Paper: https://arxiv.org/pdf/2402.13906

Contact: gili.lior@mail.huji.ac.il

*Paper was accepted to ACL 2024 findings

Demo

We provide a streamlit demo to visualize the method's output at:

https://visualize-collection-wide-structure.streamlit.app

To see the example of our method's output over a collection of 500 financial reports (Form-10K), hit the "Load example" button (marked by the red arrow below)

load-example

Quickstart

In this section we provide the steps to setup and run the method.

Prepare the environment

git clone <github_url>
cd <NAME>
python3 -m venv .venv
source venv/bin/activate
pip install -r requirements.txt
python -m spacy download en_core_web_lg

Run the document parser

cd parser
./run_all.sh -m MODEL --ds_name DATASET_NAME -i INPUT_DIR -o OUTPUT_DIR  \
    --w_title W_TITLE --w_text W_TEXT --w_index W_INDEX

Parameters:

  • MODEL: name of the model used for encoding, loaded via sentence_transformers package. List of available models can be found here.
  • DATASET_NAME: name of the dataset to parse, used for headers detection in generate_nodes_info.py. See #Apply New Dataset for further explanation on how to run this code on your own dataset.
  • INPUT_DIR: path to the directory containing the dataset to parse. This directory is expected to contain plain text files.
  • OUTPUT_DIR: path to the directory where the output will be saved. See #Output Files for further explanation on the directory format and the files it contains. this OUTPUT_DIR parameter must end with a seperator (i.e., '/').
  • W_TITLE, W_TEXT, W_INDEX: weights used for the graph building. The edges in the graph are weighted sum of the three similarities measures, weighted according these given ws, based on prior information regarding the specific dataset. For example, if you think that in your dataset the titles are very similar but the order is not strict, set high W_TITLE and low W_INDEX.

Apply New Dataset

In order to run this code on your own data, the only thing you to provide is a method that detects header candidates.
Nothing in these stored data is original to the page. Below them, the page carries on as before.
// ============================================================
// Layer 3 — Quiz Errors
// ============================================================
// Only conditions that make a call meaningless are errors.
// "No usable sentences" and "fewer questions than requested" are
// normal outcomes and are reported as short (or empty) results.

use thiserror::Error;

#[derive(Error, Debug, Clone, PartialEq, Eq)]
pub enum QuizError {
    /// Rejected before any text is analysed: zero question count,
    /// unknown question type or unknown strategy name.
    #[error("invalid configuration: {0}")]
    InvalidConfiguration(String),

    /// An answer edit pointed past the end of the question list.
    #[error("question index {index} out of range (have {len} questions)")]
    IndexOutOfRange { index: usize, len: usize },

    /// An answer edit tried to store an empty answer.
    #[error("answer must not be empty")]
    EmptyAnswer,
}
This method accepts as an input a string which is a line from the text and a tokenizer, and it is expected to return a boolean value indicating whether this line is a header candidate or not.

This method should be implemented in the file generate_nodes_info.py. It should be called from the function is_title_candidate. The following pair of lines should be added, similarly to the existing implementation of 10k and CUAD:

elif ds_name == 'DATASET_NAME':
    return is_title_candidate_DATASET_NAME(line, tokenizer)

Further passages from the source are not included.